The film has also already been screened in educational settings throughout the country. For example, it was screened as part of the training for peer college mentors conducted by Peer Forward. When asked what they took away from the film, students said:
“This film helped me to learn that I am truly not alone…and that regardless of how long it may take there is a means to an end. Everybody needs a good support system, which I hope I can provide to other young people. It is crucial to close the college guidance gap.”
“It showed us that anything is possible and to never give up!”
“Keep your academics as a top priority.”
“Anything is possible when you persist.”
And here is an excerpt from an email we received from the Principal of a middle school that purchased the film:
"We have shown your film to our staff, all of our sixth grade classes, a number of seventh grade classes, and we will be showing it at a PTA function in the new year. The response to the film has been consistent in that everybody who watches it is moved and wants to help. Our students have consistently thanked us for showing them the film. I think the film is brilliant in the way it shows the personal impact of societal forces. Our students have responded quite emotionally to these stories; a seventh grade class today asked for the opportunity to address the Chancellor or their representatives about the film. We are going to provide them the opportunity to write letters to either the Chancellor or their representatives on the City Council. … No matter how many times I have seen it, I am still profoundly moved by these stories." – David Getz, Principal, East Side Middle School
Our partners at the Center for Postsecondary Readiness and Success believe that the film should be incorporated into training programs and professional development for school counselors and teachers, and they plan on creating the curriculum necessary to enable practitioners to use the film as an educational tool.Higher Education educators and administrators are also interested in using the film to spark conversations about increasing access to college for low-income students and how best to support them once they enroll. You can see the full list of the film’s engagement screenings here. Media coverage has also been overwhelmingly positive. Here is a sampling of some of the recent coverage:The Washington Post:
“'Personal Statement' tells the stories of three remarkable Brooklyn high school seniors who have to find their own way through the college application process and the struggles they face in school and at home."
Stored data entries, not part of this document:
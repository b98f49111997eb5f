//! Applying a connection specification.
//!
//! [`Database`] owns the process-wide connection state: the configuration
//! registry built from the last applied spec and the pool the connector
//! opened for it. Each [`Database::apply`] replaces both wholesale.
//!
//! ```rust,ignore
//! let database = Database::new(SqlxConnector::new(), Capability::Current);
//! let mut handle = database.apply(spec, "production").await?;
//! // ... use the connection ...
//! database.release(&mut handle).await;
//! ```

use super::registry::{ConfigurationRegistry, DatabaseEntry, PRIMARY};
use super::spec::ConnectionSpec;
use super::target::ConnectionTarget;
use super::url::Capability;
use crate::error::{ConfigError, ConfigResult};
use crate::value::Mapping;
use async_trait::async_trait;
use parking_lot::RwLock;
use tracing::{debug, info, warn};

/// The ORM-side collaborator that actually opens connections.
#[async_trait]
pub trait Connector: Send + Sync + 'static {
    /// Shared connection pool handed out to requests.
    type Pool: Clone + Send + Sync + 'static;

    /// Open a pool for `target`.
    ///
    /// Failures are reported as [`ConfigError::ConnectionEstablish`].
    async fn establish(&self, target: &ConnectionTarget) -> ConfigResult<Self::Pool>;

    /// Check that `pool` can still reach the database.
    async fn verify(&self, pool: &Self::Pool) -> ConfigResult<()>;

    /// Return whatever a request had checked out back to `pool`.
    async fn release(&self, pool: &Self::Pool);

    /// Shut `pool` down. Called when a newer spec replaces it.
    async fn close(&self, pool: Self::Pool);
}

/// Lifecycle of a [`ConnectionHandle`].
#[derive(Debug, Clone, Copy, PartialEq, Eq, Default)]
pub enum HandleState {
    /// Nothing has been established yet.
    #[default]
    Unestablished,
    /// Connected and usable.
    Established,
    /// Released; only a new apply or checkout gives a usable handle.
    Released,
}

/// A connection handed out by [`Database::apply`] or [`Database::checkout`].
#[derive(Debug, Clone)]
pub struct ConnectionHandle<P> {
    environment: String,
    pool: Option<P>,
    state: HandleState,
}

impl<P> Default for ConnectionHandle<P> {
    fn default() -> Self {
        Self {
            environment: String::new(),
            pool: None,
            state: HandleState::Unestablished,
        }
    }
}

impl<P> ConnectionHandle<P> {
    fn established(environment: String, pool: P) -> Self {
        Self {
            environment,
            pool: Some(pool),
            state: HandleState::Established,
        }
    }

    /// A handle that has never been connected.
    pub fn unestablished() -> Self {
        Self::default()
    }

    /// Current lifecycle state.
    pub fn state(&self) -> HandleState {
        self.state
    }

    /// Whether the handle can be used.
    pub fn is_established(&self) -> bool {
        self.state == HandleState::Established
    }

    /// Environment the connection was established for.
    pub fn environment(&self) -> &str {
        &self.environment
    }

    /// The pool, while established.
    pub fn pool(&self) -> Option<&P> {
        self.pool.as_ref()
    }
}

struct Active<P> {
    spec: ConnectionSpec,
    environment: String,
    registry: ConfigurationRegistry,
    target: ConnectionTarget,
    pool: P,
    generation: u64,
}

/// Process-wide database state: registry plus live pool.
///
/// Writers are [`apply`](Self::apply), [`reset`](Self::reset) and the
/// reconnect inside [`verify`](Self::verify). Reconfiguration is expected at
/// startup or from a test harness, not while requests are in flight.
pub struct Database<C: Connector> {
    connector: C,
    capability: Capability,
    state: RwLock<Option<Active<C::Pool>>>,
    generation: RwLock<u64>,
}

impl<C: Connector> std::fmt::Debug for Database<C> {
    fn fmt(&self, f: &mut std::fmt::Formatter<'_>) -> std::fmt::Result {
        let state = self.state.read();
        f.debug_struct("Database")
            .field("capability", &self.capability)
            .field("environment", &state.as_ref().map(|a| a.environment.clone()))
            .field("spec", &state.as_ref().map(|a| a.spec.shape()))
            .finish_non_exhaustive()
    }
}

impl<C: Connector> Database<C> {
    /// Create an unconfigured database around `connector`.
    pub fn new(connector: C, capability: Capability) -> Self {
        Self {
            connector,
            capability,
            state: RwLock::new(None),
            generation: RwLock::new(0),
        }
    }

    /// The capability URL decomposition runs with.
    pub fn capability(&self) -> Capability {
        self.capability
    }

    /// The connector.
    pub fn connector(&self) -> &C {
        &self.connector
    }

    /// Whether a spec has been applied.
    pub fn is_configured(&self) -> bool {
        self.state.read().is_some()
    }

    /// The registry built by the last apply.
    pub fn registry(&self) -> Option<ConfigurationRegistry> {
        self.state.read().as_ref().map(|a| a.registry.clone())
    }

    /// The spec last applied.
    pub fn spec(&self) -> Option<ConnectionSpec> {
        self.state.read().as_ref().map(|a| a.spec.clone())
    }

    /// The environment the connection was established for.
    pub fn environment(&self) -> Option<String> {
        self.state.read().as_ref().map(|a| a.environment.clone())
    }

    /// The target the live pool is connected to.
    pub fn target(&self) -> Option<ConnectionTarget> {
        self.state.read().as_ref().map(|a| a.target.clone())
    }

    /// Apply `spec` for `environment` and establish a connection.
    ///
    /// Replaces the previous registry and pool entirely; the old pool is
    /// closed once the new one is up. On failure the previous state is left
    /// untouched.
    pub async fn apply(
        &self,
        spec: ConnectionSpec,
        environment: &str,
    ) -> ConfigResult<ConnectionHandle<C::Pool>> {
        let (registry, target) = self.plan(&spec, environment)?;
        info!(
            environment,
            shape = spec.shape(),
            adapter = target.adapter().unwrap_or("unknown"),
            database = target.database().unwrap_or(""),
            "Applying connection specification"
        );

        let pool = self.connector.establish(&target).await?;
        let generation = self.next_generation();
        let previous = self.state.write().replace(Active {
            spec,
            environment: environment.to_string(),
            registry,
            target,
            pool: pool.clone(),
            generation,
        });

        if let Some(previous) = previous {
            debug!(environment = %previous.environment, "Closing replaced connection pool");
            self.connector.close(previous.pool).await;
        }

        Ok(ConnectionHandle::established(environment.to_string(), pool))
    }

    /// Work out the registry and connection target for `spec`.
    fn plan(
        &self,
        spec: &ConnectionSpec,
        environment: &str,
    ) -> ConfigResult<(ConfigurationRegistry, ConnectionTarget)> {
        match spec {
            ConnectionSpec::PerEnvironment(configurations)
                if configurations.contains_key(environment) =>
            {
                let registry = ConfigurationRegistry::from_environments(configurations.clone());
                let entry = registry.default_for(environment).ok_or_else(|| {
                    ConfigError::InvalidEnvironmentEntry {
                        environment: environment.to_string(),
                    }
                })?;
                let target = ConnectionTarget::from_entry(entry, self.capability)?;
                Ok((registry, target))
            }
            // A mapping without the running environment is taken whole.
            ConnectionSpec::PerEnvironment(attributes) | ConnectionSpec::Flat(attributes) => {
                let target = flat_target(attributes, environment, self.capability)?;
                let registry = ConfigurationRegistry::single(environment, attributes.clone());
                Ok((registry, target))
            }
            ConnectionSpec::Url(url) => {
                let target = ConnectionTarget::from_url(environment, url, self.capability)?;
                let registry = ConfigurationRegistry::single(environment, target.attributes.clone());
                Ok((registry, target))
            }
        }
    }

    /// Hand out a handle on the live pool.
    pub fn checkout(&self) -> ConfigResult<ConnectionHandle<C::Pool>> {
        let state = self.state.read();
        let active = state.as_ref().ok_or(ConfigError::NotConfigured)?;
        Ok(ConnectionHandle::established(
            active.environment.clone(),
            active.pool.clone(),
        ))
    }

    /// Release `handle`.
    ///
    /// Safe on handles that were never established and on handles already
    /// released; neither does anything.
    pub async fn release(&self, handle: &mut ConnectionHandle<C::Pool>) {
        if handle.state != HandleState::Established {
            return;
        }
        if let Some(pool) = handle.pool.take() {
            self.connector.release(&pool).await;
        }
        handle.state = HandleState::Released;
    }

    /// Check the live pool and reconnect once if it is unreachable.
    ///
    /// A failed reconnect is returned to the caller.
    pub async fn verify(&self) -> ConfigResult<()> {
        let (pool, target, generation) = {
            let state = self.state.read();
            let active = state.as_ref().ok_or(ConfigError::NotConfigured)?;
            (active.pool.clone(), active.target.clone(), active.generation)
        };

        let Err(error) = self.connector.verify(&pool).await else {
            return Ok(());
        };
        warn!(error = %error, environment = %target.environment, "Connection check failed, reconnecting");

        let fresh = self.connector.establish(&target).await?;
        let replaced = {
            let mut state = self.state.write();
            match state.as_mut() {
                Some(active) if active.generation == generation => {
                    Ok(std::mem::replace(&mut active.pool, fresh))
                }
                _ => Err(fresh),
            }
        };

        match replaced {
            Ok(stale) => {
                info!(environment = %target.environment, "Reconnected");
                self.connector.close(stale).await;
            }
            // Another apply won the race; its pool stays.
            Err(unused) => {
                debug!("Connection state changed during reconnect");
                self.connector.close(unused).await;
            }
        }
        Ok(())
    }

    /// Close the pool and forget the registry.
    pub async fn reset(&self) {
        let previous = self.state.write().take();
        if let Some(previous) = previous {
            info!(environment = %previous.environment, "Resetting database state");
            self.connector.close(previous.pool).await;
        }
    }

    fn next_generation(&self) -> u64 {
        let mut generation = self.generation.write();
        *generation += 1;
        *generation
    }
}

fn flat_target(
    attributes: &Mapping,
    environment: &str,
    capability: Capability,
) -> ConfigResult<ConnectionTarget> {
    let entry = DatabaseEntry {
        environment,
        name: PRIMARY,
        attributes,
    };
    ConnectionTarget::from_entry(entry, capability)
}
"The challenging admissions journeys these three public high school seniors from Brooklyn face provide a dramatic story line for 'Personal Statement,' a stunning new documentary...The film’s campaign for more guidance counselors correctly hits a nerve. A typical college counselor in a U.S. public high school is responsible for 482 students...the need for better resources and support for students pursuing higher education at every step of the way should be atop all of our agendas."
"The filmmakers expose the disparity in opportunities in our educational system as they share their subjects’ lives over the course of their senior year and beyond. Despite dramatic ups and downs, the three demonstrate determination and resourcefulness in pursuing their goals and inspire hope that the future is in good hands." Hollywood Glee:"This is a film that needs to be seen and the issues it raises need to be addressed sooner rather than later. Highly recommended."